The Irish poet Michael Longley died on Wednesday at the age of eighty-five. I’ve read him sparsely but
recall a devotion to the natural world and to World War I, in which his father
fought. Here is “Glossary” (The Candlelight Master, 2020):
“I meet my father in the
glossary
Who carried me on his
shoulders, a leg
Over each,
hockerty-cockerty, who
Would spend ages poking
the kitchen fire,
An old soldier remembering
the trenches
And telling me what he saw
in the embers,
Battlefields, bomb
craters, firelight visions:
A widden-dremer, yes,
that’s my father.”
Longley adds some notes: hockerty-cockerty is to be “seated with one’s legs astride another’s shoulders”; widden-dremer
is “one who sees visions in the firelight.” From the same volume is “Ors,”

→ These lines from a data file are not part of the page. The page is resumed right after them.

use std::path::PathBuf;
use std::time::Instant;

use clap::Parser;
use color_eyre::Result;
use site::{Build, BuildOptions};
use tracing::{info, level_filters::LevelFilter, subscriber};
use tracing_subscriber::{fmt, layer::SubscriberExt, Layer};

#[derive(Parser)]
struct Args {
    /// The site root to build from.
    #[clap(long, default_value = ".")]
    root: PathBuf,

    /// Configuration file, relative to the root.
    #[clap(long, default_value = "Config.toml")]
    config: PathBuf,

    /// Theme overlay file, relative to the root.
    #[clap(long, default_value = "theme.toml")]
    theme: PathBuf,

    /// Where log files go.
    #[clap(long, default_value = "log/")]
    log_path: PathBuf,
}

fn main() -> Result<()> {
    // Install panic and error report handlers.
    color_eyre::install()?;

    let args = Args::parse();

    let file_appender = tracing_appender::rolling::hourly(&args.log_path, "rill.log");
    let (non_blocking, _guard) = tracing_appender::non_blocking(file_appender);

    let subscriber =
        tracing_subscriber::registry().with(fmt::layer().compact().with_filter(LevelFilter::INFO));

    let file_log = if cfg!(debug_assertions) {
        Some(
            fmt::Layer::default()
                .with_writer(non_blocking)
                .with_ansi(false)
                .with_filter(LevelFilter::TRACE),
        )
    } else {
        None
    };

    let subscriber = subscriber.with(file_log);
    subscriber::set_global_default(subscriber)?;

    info!("Set up subscribers");

    let mut options = BuildOptions::new(args.root);
    options.config_file = args.config;
    options.theme_file = args.theme;

    let now = Instant::now();
    let mut build = Build::new();
    let model = build.run(&options)?;
    let elapsed = now.elapsed();

    info!(
        "Built site model for `{}` in {:.2?}: {} documents, {} warnings",
        model.config.site_metadata.name,
        elapsed,
        model.documents.len(),
        model.warnings.len()
    );

    for warning in &model.warnings {
        info!("warning: {warning}");
    }

    // The model is handed to a renderer in memory; nothing is written here.
    Ok(())
}
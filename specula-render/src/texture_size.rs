//! Texture size descriptor used wherever a kernel needs reciprocal dimensions.

use glam::Vec4;

#[derive(Clone, Copy, Debug, Default, PartialEq, Eq, Hash)]
pub struct TextureSize {
    pub width: u32,
    pub height: u32,
}

impl TextureSize {
    pub const fn new(width: u32, height: u32) -> Self {
        Self { width, height }
    }

    pub fn is_empty(&self) -> bool {
        self.width == 0 || self.height == 0
    }

    /// `(w, h, 1/w, 1/h)` as the kernels expect it.
    pub fn params(&self) -> Vec4 {
        let w = self.width.max(1) as f32;
        let h = self.height.max(1) as f32;
        Vec4::new(w, h, 1.0 / w, 1.0 / h)
    }

    pub fn params_array(&self) -> [f32; 4] {
        self.params().to_array()
    }

    /// Integer division per axis, never below one texel.
    pub fn downsampled(&self, factor_x: u32, factor_y: u32) -> Self {
        Self {
            width: (self.width / factor_x.max(1)).max(1),
            height: (self.height / factor_y.max(1)).max(1),
        }
    }

    /// Next mip size: `floor(n / 2)`, clamped to one.
    pub fn mip_halved(&self) -> Self {
        Self {
            width: (self.width / 2).max(1),
            height: (self.height / 2).max(1),
        }
    }

    /// Pyramid size for the blur: `ceil(n / 2)`.
    pub fn ceil_halved(&self) -> Self {
        Self {
            width: self.width.div_ceil(2).max(1),
            height: self.height.div_ceil(2).max(1),
        }
    }

    /// Number of mips a full chain for this size would have.
    pub fn full_mip_count(&self) -> u32 {
        let max_dim = self.width.max(self.height).max(1);
        32 - max_dim.leading_zeros()
    }

    pub fn texel_count(&self) -> u64 {
        self.width as u64 * self.height as u64
    }
}

impl From<(u32, u32)> for TextureSize {
    fn from((width, height): (u32, u32)) -> Self {
        Self { width, height }
    }
}

impl std::fmt::Display for TextureSize {
    fn fmt(&self, f: &mut std::fmt::Formatter<'_>) -> std::fmt::Result {
        write!(f, "{}x{}", self.width, self.height)
    }
}

#[cfg(test)]
mod tests {
    use super::*;

    #[test]
    fn test_params_are_reciprocal() {
        let p = TextureSize::new(1920, 1080).params();
        assert_eq!(p.x, 1920.0);
        assert_eq!(p.y, 1080.0);
        assert!((p.z - 1.0 / 1920.0).abs() < 1e-9);
        assert!((p.w - 1.0 / 1080.0).abs() < 1e-9);
    }

    #[test]
    fn test_downsample_and_halving() {
        let s = TextureSize::new(1921, 1081);
        assert_eq!(s.downsampled(2, 2), TextureSize::new(960, 540));
        assert_eq!(s.mip_halved(), TextureSize::new(960, 540));
        assert_eq!(s.ceil_halved(), TextureSize::new(961, 541));
        assert_eq!(TextureSize::new(1, 1).mip_halved(), TextureSize::new(1, 1));
        assert_eq!(TextureSize::new(3, 7).downsampled(10, 10), TextureSize::new(1, 1));
    }

    #[test]
    fn test_full_mip_count() {
        assert_eq!(TextureSize::new(1, 1).full_mip_count(), 1);
        assert_eq!(TextureSize::new(4, 2).full_mip_count(), 3);
        assert_eq!(TextureSize::new(1920, 1080).full_mip_count(), 11);
    }
}
//! Scene colour copy, depth copy and the Hi-Z reduction chain.

use specula_gpu_shared::shaders::{ComputeKernel, ShaderPass};

use crate::commands::{dispatch_groups, Command, KernelParams};
use crate::error::SsrError;
use crate::frame::FrameContext;
use crate::hiz;
use crate::report::{Stage, StageStatus};
use crate::targets::{StorageAccess, TargetDesc, TargetFormat, TargetKey};

/// Camera colour into the source target, before anything writes the camera.
pub fn copy_source(ctx: &mut FrameContext<'_>) -> Result<StageStatus, SsrError> {
    let source = require!(ctx.target(TargetKey::Source));

    ctx.commands.push(Command::Blit {
        source: Some(ctx.camera.color),
        target: source,
        pass: None,
        bindings: ctx.bindings,
    });
    ctx.bindings.source = Some(source);
    Ok(StageStatus::Completed)
}

/// Shader pass 0 writes scene depth into mip 0 of the Hi-Z target.
pub fn copy_depth(ctx: &mut FrameContext<'_>) -> Result<StageStatus, SsrError> {
    let hiz = require!(ctx.target(TargetKey::HiZ));
    require!(ctx.pass(ShaderPass::CopyDepth));

    ctx.commands.push(Command::Blit {
        source: None,
        target: hiz,
        pass: Some(ShaderPass::CopyDepth),
        bindings: ctx.bindings,
    });
    Ok(StageStatus::Completed)
}

/// `GetHiZ` per level into scratch targets, each copied into its mip of the
/// Hi-Z target. Scratch levels are released after the last copy.
pub fn build_hiz(ctx: &mut FrameContext<'_>) -> Result<StageStatus, SsrError> {
    require!(ctx.upstream(Stage::CopyDepth));
    let hiz = require!(ctx.target(TargetKey::HiZ));
    let group_size = require!(ctx.kernel(ComputeKernel::GetHiZ));

    let base = match ctx.resources.desc(TargetKey::HiZ) {
        Some(desc) => desc.size,
        None => return Err(SsrError::MissingTarget(TargetKey::HiZ)),
    };
    let levels = hiz::plan_levels(base);

    let descs: Vec<(TargetKey, TargetDesc)> = levels
        .iter()
        .map(|level| {
            (
                TargetKey::HiZLevel(level.index as u8),
                TargetDesc::storage(level.size, TargetFormat::R32Float, StorageAccess::WriteOnly),
            )
        })
        .collect();
    require!(ctx.check_supported(&descs));

    let mut scratch = Vec::with_capacity(levels.len());
    let mut last = hiz;
    for (level, (key, desc)) in levels.iter().zip(descs) {
        let target = ctx.allocate_transient(key, desc)?;
        ctx.commands.push(Command::Dispatch {
            kernel: ComputeKernel::GetHiZ,
            source: last,
            source_mip: 0,
            target,
            params: KernelParams::HiZ(level.params()),
            groups: dispatch_groups(level.size, group_size),
        });
        ctx.commands.push(Command::CopyTexture {
            source: target,
            source_mip: 0,
            target: hiz,
            target_mip: level.index,
            size: level.size,
        });
        scratch.push(target);
        last = target;
    }

    for id in scratch {
        ctx.commands.release(id);
    }

    ctx.bindings.hiz = Some(hiz);
    Ok(StageStatus::Completed)
}
//! Fullscreen triangle passes: SSR material passes and plain blits.

/// Draw the fullscreen triangle into mip 0 of `target`.
pub fn render_fullscreen_pass(
    encoder: &mut wgpu::CommandEncoder,
    label: &str,
    target: &wgpu::TextureView,
    pipeline: &wgpu::RenderPipeline,
    bind_group: &wgpu::BindGroup,
) {
    let mut pass = encoder.begin_render_pass(&wgpu::RenderPassDescriptor {
        label: Some(label),
        color_attachments: &[Some(wgpu::RenderPassColorAttachment {
            view: target,
            resolve_target: None,
            ops: wgpu::Operations {
                load: wgpu::LoadOp::Clear(wgpu::Color::TRANSPARENT),
                store: wgpu::StoreOp::Store,
            },
        })],
        depth_stencil_attachment: None,
        ..Default::default()
    });

    pass.set_pipeline(pipeline);
    pass.set_bind_group(0, bind_group, &[]);
    pass.draw(0..3, 0..1);
}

named for the French cemetery in which Wilfred Owen is buried. The English poet
was killed a week before the Armistice while crossing the Sambre-Oise Canal:
I
“I am standing on the
canal bank at Ors
Willing Wilfred Owen to
make it across
To the other side where
his parents wait.
He and his men are
constructing pontoons.
The German sniper doesn’t
know his poetry.
II
“My daughter Rebecca lives
in twenty-four
Saint Bernard’s Crescent
opposite the home
Wilfred visited for
“perfect little dinners”
And “extraordinary
fellowship in all the arts.”
I can hear him on his way
to Steinthals.
III
“Last year I read my own
poems at Craiglockhart
And eavesdropped on
Robert, Siegfried, Wilfred
Whispering about poetry
down the corridors.
If Wilfred can concentrate
a little longer,
He might just make it to
the other bank.”
This is “Poetry” (The
Weather in Japan, 2000):
“When he was billeted in a
ruined house in Arras
And found a hole in the
wall beside his bed
And, rummaging inside, his
hand rested on Keats
By Edward Thomas, did
Edmund Blunden unearth
A volume which ‘the tall,
Shelley-like figure’
Gathering up for the last
time his latherbrush,
Razor, towel, comb,
cardigan, cap comforter,
Water bottle, socks, gas
mask, great coat, rifle
And bayonet, hurrying out
of the same building
To join his men and march
into battle, left
Behind him like a gift,
the author's own copy?
When Thomas Hardy died his
widow gave Blunden
As a memento of many
visits to Max Gate
His treasured copy of
Edward Thomas’s Poems.”
Longley’s wife Edna has edited two editions of Edward Thomas’ poems and one of his
prose. Here is “Edward
Thomas’s Poem” from Longley’s Snow Water (2004):
I
“I couldn’t make out the
miniscule handwriting
In the notebook the size
of his palm and crinkled
Like an origami quim by
shell-blast that stopped
His pocket watch at death.
I couldn’t read the poem.”
II
“From where he lay he
could hear the skylark’s
Skyward exultation, a
chaffinch to his left
Fidgeting among the fallen
branches,
Then all the birds of the
Western Front.”
III
“The nature poet turned
into a war poet as if
He could cure death with the rub of a dock leaf.”